Adjusted EBITDA and liquidity
Lightspeed POS reported adjusted EBITDA losses of $2.8 million, an improvement from $5.1 million in the previous year’s quarter. The company’s liquidity position looked healthy, with cash and cash equivalents of $513.1 million at the end of the quarter.
Amid the rising COVID-19 infections, the company’s management was cautious in providing its third-quarter guidance. The management expects its third-quarter revenue to be in the range of $44-$47 million, while its adjusted EBITDA losses to come between $8 and $10 million.
Should you buy Lightspeed POS at these levels?
On Friday, Lightspeed POS stock rose to a high of $53 before closing at $51.53, representing a spectacular rise of over 390% from its March lows. The massive surge in its stock price in the last seven months has increased its valuation multiples. The company’s forward enterprise value-to-revenue multiple currently stands at 16.7, which is on the higher side.

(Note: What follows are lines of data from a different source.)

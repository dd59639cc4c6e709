//! Line-level grammar of the text format: section headers, attribute lines
//! and peak lines.

use log::warn;

use crate::attributes::{Attribute, Value};
use crate::controlled_vocabulary::{is_curie, CvTerm};
use crate::model::{EntityType, Peak};

use super::TextError;

/// A recognized `<...>` section header
#[derive(Debug, Clone, PartialEq, Eq)]
pub(crate) enum SectionHeader {
    /// `<mzSpecLib>` with an optional trailing version tag
    Library(Option<String>),
    /// `<AttributeSet Type=Name>`
    AttributeSet(EntityType, String),
    /// `<Spectrum=Key>`
    Spectrum(String),
    /// `<Cluster=Key>`
    Cluster(String),
    /// `<Analyte=Id>`
    Analyte(String),
    /// `<Interpretation=Id>`
    Interpretation(String),
    /// `<InterpretationMember=Id>`
    InterpretationMember(String),
    /// `<Peaks>`
    Peaks,
}

impl SectionHeader {
    /// Short label used in error messages
    pub(crate) fn label(&self) -> String {
        match self {
            SectionHeader::Library(_) => "<mzSpecLib>".to_string(),
            SectionHeader::AttributeSet(ty, name) => format!("<AttributeSet {}={}>", ty, name),
            SectionHeader::Spectrum(k) => format!("<Spectrum={}>", k),
            SectionHeader::Cluster(k) => format!("<Cluster={}>", k),
            SectionHeader::Analyte(id) => format!("<Analyte={}>", id),
            SectionHeader::Interpretation(id) => format!("<Interpretation={}>", id),
            SectionHeader::InterpretationMember(id) => format!("<InterpretationMember={}>", id),
            SectionHeader::Peaks => "<Peaks>".to_string(),
        }
    }
}

/// Recognize a section header line
pub(crate) fn parse_section_header(line: &str) -> Option<SectionHeader> {
    let inner = line.trim().strip_prefix('<')?.strip_suffix('>')?;

    if inner == "Peaks" {
        return Some(SectionHeader::Peaks);
    }
    if let Some(rest) = inner.strip_prefix("mzSpecLib") {
        let tag = rest.trim();
        if rest.is_empty() || rest.starts_with(char::is_whitespace) {
            return Some(SectionHeader::Library(
                (!tag.is_empty()).then(|| tag.to_string()),
            ));
        }
        return None;
    }
    if let Some(rest) = inner.strip_prefix("AttributeSet ") {
        let (ty, name) = rest.split_once('=')?;
        let entity_type = ty.trim().parse::<EntityType>().ok()?;
        return Some(SectionHeader::AttributeSet(
            entity_type,
            name.trim().to_string(),
        ));
    }

    let (tag, id) = inner.split_once('=')?;
    let id = id.trim().to_string();
    match tag.trim() {
        "Spectrum" => Some(SectionHeader::Spectrum(id)),
        "Cluster" => Some(SectionHeader::Cluster(id)),
        "Analyte" => Some(SectionHeader::Analyte(id)),
        "Interpretation" => Some(SectionHeader::Interpretation(id)),
        "InterpretationMember" => Some(SectionHeader::InterpretationMember(id)),
        _ => None,
    }
}

/// Parse `[group]CURIE|name=value` or `[group]CURIE=value`
pub(crate) fn parse_attribute_line(line: &str) -> Option<Attribute> {
    let (group, rest) = match line.strip_prefix('[') {
        Some(after) => {
            let (digits, rest) = after.split_once(']')?;
            (Some(digits.parse::<u32>().ok()?), rest)
        }
        None => (None, line),
    };

    let (key, raw_value) = rest.split_once('=')?;
    let (accession, name) = match key.split_once('|') {
        Some((acc, name)) => (acc, name),
        None => (key, ""),
    };
    if !is_curie(accession) || name.trim() != name {
        return None;
    }

    Some(Attribute {
        term: CvTerm::new(accession, name),
        value: Value::parse_text(raw_value),
        group,
        origin: None,
    })
}

/// Parse a tab-separated peak line
pub(crate) fn parse_peak_line(line: &str, line_no: usize) -> Result<Peak, TextError> {
    let malformed = || TextError::MalformedLine {
        line_no,
        text: line.to_string(),
    };

    let mut tokens: Vec<&str> = line.split('\t').collect();
    if tokens.len() == 1 && line.contains(' ') {
        warn!("Space character delimiter found in peak line {}", line_no);
        tokens = line.split_whitespace().collect();
    }
    if tokens.len() < 2 {
        return Err(malformed());
    }

    let mz = tokens[0].trim().parse::<f64>().map_err(|_| malformed())?;
    let intensity = tokens[1].trim().parse::<f64>().map_err(|_| malformed())?;

    let annotations = tokens
        .get(2)
        .map(|raw| Peak::split_annotations(raw))
        .unwrap_or_default();
    let aggregations = tokens
        .iter()
        .skip(3)
        .map(|raw| Value::parse_text(raw.trim()))
        .collect();

    Ok(Peak {
        mz,
        intensity,
        annotations,
        aggregations,
    })
}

However, the company’s growth potential looks strong. Apart from organic growth, it is also focusing on acquisitions to drive its business. On November 5, Lightspeed POS announced an agreement to acquire ShopKeep, a cloud commerce platform provider, for around $440 million in a cash and stock deal. ShopKeep’s acquisition will add over 20,000 retail and restaurant locations to Lightspeed POS.
Further, AMI Partners has projected that there are around 47 million retailers and restaurants worldwide, which are Lightspeed POS’s potential customers. With its customer base currently standing at 80,000, the company has significant potential to expand. Meanwhile, the company is also focusing on the development of innovative products to expand its customer base. It recently introduced e-commerce for restaurants, order ahead, and Lightspeed subscriptions.
So, given the growing addressable market, its innovative product pipeline, and acquisitions, I expect Lightspeed POS stock to double over the next three years.